医療崩壊を起さないために検査をしないという奇妙な理屈がある。医療という制度を守ることの方が感染者を適切に治療することよりも大切なのだとすれば、医療とは医療制度のためにあるのであって患者のためにあるのではない、と言っているに等しい。そして、医療崩壊を防ぐために、感染した人たちは、自宅から出るなという。では、同居している人たちはどうすべきなのか。そのマニュアルはあるのだろうか。医療の知識もない人たちが素人の適当な判断で濃厚接触を繰り返さざるをえないわけで、医療制度のために親密な人々の関係の崩壊はいたしかたないというのだろう。政府も医療産業もそのほかの多くの企業も、本気で人々を守るつもりがあるとは思えない。彼らにとって、まず第一に守るべきものは、既存の制度であって、人ではない、ということがこれほどまでにはっきり示されたことはない。この意味で、今引き起されている事実上のロックダウン体制は、不可抗力としての新型コロナの蔓延によるというよりも、蔓延を阻止するための最大限の努力を政府も医療産業もしてこなかった、権力と利益のためのサボタージュの結果だというしかないと思う。
 
そして、以下で述べるように、経済活動へのマイナスの影響について、政府もメディアも懸念を表明して様々な補償措置などが検討されるが、政治活動、とりわけ議会外の草の根の活動自粛がもたらすマイナスの影響については論じようとはしない。

1.1 二つのシナリオ

中国から欧米へ、更にはインドなどアジア諸国やアフリカ、ラテンアメリカへと都市封鎖が拡がっている。(注)この現状から今後起きうる更なる惨劇は、二つのシナリオのいずれを選択しても避けられないと論じられているようにみえる。
(注)Johns Hopkins University,Corona Virus Resource Center, https://coronavirus.jhu.edu/map.html

 

  • ロックダウンが経済活動の停滞を招き、経済恐慌といっても過言ではないような事態を招く。破綻した経済は、膨大な数の経済的に困窮した人口をもたらし、困窮を原因とした生存の危機にみまわれる人々が生じる。経済の破綻と貧困の蔓延は、コロナウィルス感染の予防や治療に必要な医療システムの崩壊をまねき、結果として感染の拡大を食いとめられなくなり、ロックダウンの強化・拡大へと向い、上記の悪循環に陥る。

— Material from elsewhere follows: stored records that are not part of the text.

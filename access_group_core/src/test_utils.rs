//! Helpers for exercising the whole pipeline in tests.

use crate::{
    builder::{config::BuilderConfig, TransactionBuilder},
    crypto::{
        signed::SigningError,
        signer::{async_signer::AsyncSigner, memory::MemorySigner, sync_signer::SyncSigner},
    },
    group::{key_name::GroupKeyName, member::MemberEntry},
    key::PublicKey,
    ledger::{memory::MemoryLedger, LedgerSubmit, TransactionRejected},
    query::QueryService,
    txn::{fee::FeeMetadata, AddMembers, CreateGroup, Receipt, SignedTxn, TxnPayload, UnsignedTxn},
};
use nonempty::NonEmpty;
use proptest::prelude::*;
use thiserror::Error;

/// A memory ledger with a builder and query service reading from it.
#[derive(Debug, Clone)]
pub struct Harness {
    pub ledger: MemoryLedger,
    pub builder: TransactionBuilder<MemoryLedger>,
    pub query: QueryService<MemoryLedger>,
}

impl Harness {
    pub fn new() -> Self {
        Self::with_config(BuilderConfig::default())
    }

    pub fn with_config(config: BuilderConfig) -> Self {
        let ledger = MemoryLedger::new();
        Self {
            builder: TransactionBuilder::new(ledger.clone(), config),
            query: QueryService::new(ledger.clone()),
            ledger,
        }
    }
}

impl Default for Harness {
    fn default() -> Self {
        Self::new()
    }
}

pub async fn sign_and_submit<S: AsyncSigner, L: LedgerSubmit>(
    signer: &S,
    ledger: &L,
    txn: UnsignedTxn,
) -> Result<Receipt, SignAndSubmitError> {
    let signed = signer.try_sign_async(txn).await?;
    Ok(ledger.submit(signed).await?)
}

#[derive(Debug, Error)]
pub enum SignAndSubmitError {
    #[error(transparent)]
    Signing(#[from] SigningError),

    #[error(transparent)]
    Rejected(#[from] TransactionRejected),
}

/// A signer whose key is derived from `seed`, so scripted runs are repeatable.
pub fn seeded_signer(seed: u8) -> MemorySigner {
    ed25519_dalek::SigningKey::from_bytes(&[seed; 32]).into()
}

/// A mutation in a scripted run, with keys and names given as small indices.
#[derive(Debug, Clone, PartialEq, Eq)]
pub enum ScriptOp {
    Create {
        owner: u8,
        name: u8,
    },
    AddMembers {
        owner: u8,
        name: u8,
        members: Vec<(u8, Option<u8>)>,
    },
    /// An add-members transaction signed by `signer`, who is usually not the owner.
    Forged {
        signer: u8,
        owner: u8,
        name: u8,
        member: u8,
    },
}

fn key_name(name: u8) -> GroupKeyName {
    GroupKeyName::new(&[b'g', name]).unwrap_or_default()
}

fn group_key(owner: u8, name: u8) -> PublicKey {
    seeded_signer(owner.wrapping_mul(31).wrapping_add(name).wrapping_add(128)).public_key()
}

fn sign_payload(signer: &MemorySigner, payload: TxnPayload) -> Result<SignedTxn, SigningError> {
    let fees = FeeMetadata::for_payload(&payload, 0, vec![])?;
    signer.try_sign_sync(UnsignedTxn { payload, fees })
}

fn add_members(owner: u8, name: u8, members: &[(u8, Option<u8>)]) -> Option<TxnPayload> {
    let entries = members
        .iter()
        .map(|(member, addressed)| {
            let entry = MemberEntry::new(seeded_signer(*member).public_key(), vec![*member]);
            match addressed {
                Some(n) => entry.with_group_key_name(key_name(*n)),
                None => entry,
            }
        })
        .collect();

    Some(
        AddMembers {
            owner: seeded_signer(owner).public_key(),
            key_name: key_name(name),
            members: NonEmpty::from_vec(entries)?,
        }
        .into(),
    )
}

impl ScriptOp {
    /// Sign this operation. Many scripted transactions are deliberately invalid.
    pub fn to_signed(&self) -> Result<Option<SignedTxn>, SigningError> {
        match self {
            ScriptOp::Create { owner, name } => {
                let payload = CreateGroup {
                    owner: seeded_signer(*owner).public_key(),
                    key_name: key_name(*name),
                    group_public_key: group_key(*owner, *name),
                    extra_data: Default::default(),
                }
                .into();
                sign_payload(&seeded_signer(*owner), payload).map(Some)
            }
            ScriptOp::AddMembers {
                owner,
                name,
                members,
            } => match add_members(*owner, *name, members) {
                Some(payload) => sign_payload(&seeded_signer(*owner), payload).map(Some),
                None => Ok(None),
            },
            ScriptOp::Forged {
                signer,
                owner,
                name,
                member,
            } => match add_members(*owner, *name, &[(*member, None)]) {
                Some(payload) => sign_payload(&seeded_signer(*signer), payload).map(Some),
                None => Ok(None),
            },
        }
    }
}

/// Operations over `keys` participants and `names` group names per participant.
///
/// Small pools make duplicates and missing groups common.
pub fn arb_script_op(keys: u8, names: u8) -> impl Strategy<Value = ScriptOp> {
    let member = (0..keys, prop::option::weighted(0.2, 0..names));
    prop_oneof![
        3 => (0..keys, 0..names).prop_map(|(owner, name)| ScriptOp::Create { owner, name }),
        5 => (0..keys, 0..names, prop::collection::vec(member, 1..4)).prop_map(
            |(owner, name, members)| ScriptOp::AddMembers {
                owner,
                name,
                members
            }
        ),
        1 => (0..keys, 0..keys, 0..names, 0..keys).prop_map(|(signer, owner, name, member)| {
            ScriptOp::Forged {
                signer,
                owner,
                name,
                member,
            }
        }),
    ]
}

pub fn arb_script(keys: u8, names: u8, len: usize) -> impl Strategy<Value = Vec<ScriptOp>> {
    prop::collection::vec(arb_script_op(keys, names), 0..len)
}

  • ロックダウンを緩和して、経済の停滞を回避し、経済活動を維持する場合、人々の活動が活発化し、接触も増える。検査体制が万全でないなかで、感染の拡大は避けられない。経済活動を維持した結果としての感染の拡大は、「医療崩壊」を招き、都市封鎖などの強力な地域隔離を選択せざるをえなくなるが、経済の維持のためには、再びリックダウンを緩和せざるをえなくなり、上記の悪循環を招く。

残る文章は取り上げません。